Our featured guest today is our good friend Steve Friedl aka UNIXWIZ.

Steve is a Southern California software and network security consultant, a community hike leader, and unabashed fan of Phase Dock products for prototyping. He’s been using our products to develop and prototype automated production equipment in his brother’s medical manufacturing facility in southern California.

We invited him to share what he’s been up to. It’s pretty amazing.

Hello Steve, welcome. Tell us a little about yourself and about your brother’s operation and you got to this point.

STEVE: Good morning Chris and Barbara. I’m so happy to be here. I’m at the production facility of Resolution Biomedical in Tustin, California. Thankfully only two miles from where I happen to live.

We make Covid test collection vials. These have a couple of milliliters of fluid. We take these from empty vials, fill, cap, label, package, inspect and ship. We’ve probably done on the order to 3 million vials in the last year.

Resolution Biomedical was started by my brother a decade or so ago doing cell cytology for a different kind of testing, but pivoted when Covid came around. It’s been a really fun time.

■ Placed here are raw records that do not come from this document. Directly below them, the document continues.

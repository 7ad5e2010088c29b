use crate::{
    capture::{CaptureBackend, CaptureSession, ExportArtifact},
    config::{ContainerFormat, ProjectFile, SequenceTimings},
    foundation::core::{Millis, Rect, SceneId},
    foundation::error::{ReelError, ReelResult},
    model::{AspectRatio, AudioTrack, IntroCard, OutroCard},
    playback::{FadeEffect, PlaybackSignal},
    scroll::{LayoutProbe, ScrollAnimator, UniformProbe, estimate_video_duration},
    sequence::{Effect, Phase, SeqTimer, SequenceContext, SequenceEvent, Sequencer},
    store::{SceneStore, ScenePointer},
    timers::TimerQueue,
};

const CANVAS_WIDTH: f64 = 400.0;
/// Recorder timeslice: how often a live capture is drained.
pub const CAPTURE_POLL: Millis = Millis(1000);

/// On-screen canvas for an aspect ratio, before any explicit bounds are reported.
pub fn default_canvas(aspect: AspectRatio) -> Rect {
    let height = match aspect {
        AspectRatio::Square => CANVAS_WIDTH,
        AspectRatio::Portrait => (CANVAS_WIDTH * 16.0 / 9.0).round(),
    };
    Rect::new(0.0, 0.0, CANVAS_WIDTH, height)
}

#[derive(Clone, Copy, Debug, PartialEq, Eq, Hash)]
enum Wake {
    Sequence(SeqTimer),
    /// A scroll run of this generation reaches the bottom.
    ScrollDone(u64),
    /// Post-scroll settle before completion is reported.
    Settle(u64),
    CapturePoll,
}

impl Wake {
    fn is_scroll(&self) -> bool {
        matches!(self, Self::ScrollDone(_) | Self::Settle(_))
    }
}

/// Whatever the scroll extent depends on. A change means a content reflow.
#[derive(Clone, Debug, PartialEq, Eq)]
struct LayoutKey {
    scene: SceneId,
    screenshots: Vec<String>,
    aspect: AspectRatio,
}

/// Observable changes, in the order they happened.
#[derive(Clone, Debug, PartialEq, serde::Serialize)]
pub struct TimelineEntry {
    pub at: Millis,
    #[serde(flatten)]
    pub event: TimelineKind,
}

#[derive(Clone, Debug, PartialEq, serde::Serialize)]
#[serde(tag = "event", rename_all = "snake_case")]
pub enum TimelineKind {
    ActiveScene { pointer: ScenePointer },
    Playing { playing: bool },
    Reset { signal: u64 },
    Fade { effect: FadeEffect },
    AnimationFinished { scene: SceneId },
    CaptureStarted { format: ContainerFormat },
    CaptureStopRequested,
    StreamEnded,
    ArtifactReady {
        file_name: String,
        bytes: usize,
        chunks: usize,
        complete: bool,
    },
}

/// Runs the editor on a single clock: owns the scene store, playback flags, scroll animator,
/// sequencer and capture session, and executes every effect the sequencer asks for.
///
/// Time only moves through [`Director::advance_to`] / [`Director::advance_by`], so a run is fully
/// deterministic for a given project, probe and backend.
pub struct Director {
    store: SceneStore,
    intro: IntroCard,
    outro: OutroCard,
    audio: AudioTrack,
    aspect_ratio: AspectRatio,
    playback: PlaybackSignal,
    animator: ScrollAnimator,
    sequencer: Sequencer,
    session: CaptureSession,
    queue: TimerQueue<Wake>,
    now: Millis,
    probe: Box<dyn LayoutProbe>,
    layout: Option<LayoutKey>,
    canvas: Option<Rect>,
    artifact: Option<ExportArtifact>,
    timeline: Vec<TimelineEntry>,
}

impl std::fmt::Debug for Director {
    fn fmt(&self, f: &mut std::fmt::Formatter<'_>) -> std::fmt::Result {
        f.debug_struct("Director")
            .field("now", &self.now)
            .field("active", self.store.active())
            .field("phase", self.sequencer.phase())
            .field("session", &self.session)
            .field("pending_timers", &self.queue.len())
            .finish()
    }
}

I got enrolled to help ramp up production, so built some hardware, built some software, worked with a lot of the smart people here and we’ve made a really nice product. [2:10]

CHRIS: But your background isn’t really mechanical engineering, is it?

STEVE: No, not much. I have a degree in math and computer science. All of the work I’m doing with the electronics and anything mechanical is strictly amateur.

I’ve been playing with electronics since I was in the sixth grade, but I’m still really an amateur at it. I’m getting better though.

CHRIS: I would say that you are fearless, having seen what you have done. And honestly, that counts for a lot…just diving in and persisting.

STEVE: Right.

I guess the first thing I’m going to do is show the general production process of how we make one of these vials. I’ll do a quick little drive-by.

I’m thankful to have production shift leader Mike here, helping me out behind the camera. He’s got a way better eye for this stuff than I do. [3:00]

When we’re filling these vials, we create a stack of empty vials.

Covid test vials in the Fillerbot

Covid test vials in the Fillerbot

I will mention that everything we are doing today, that you see today, none of this is going into actual product. It is all for demo purposes. Everything we are doing is going to go back into rework, sanitization. Normally, masks and gloves. But we’re only two people here today, so it wasn’t necessary to do any of that. Nothing here is going into real product.

We start by filling this tray. The tray gets thrown in here and it will fill up the vials.

We come down to the next station to do a little finger-tight capping of each little vial.

Then to the capping stations. A little torquing.

And then to this wonderful device that was built for us by Roser Products around the corner in Chino. This takes a feed of the vials, prints the (lot and expiration date on a) label, wraps the label on, and kicks it on out into the tub.

After that, it goes into packaging, inspection and then shipment.

I think I said there were 3 million vials.

That’s the general flow. There are multiple capping stations. People work in the various spots.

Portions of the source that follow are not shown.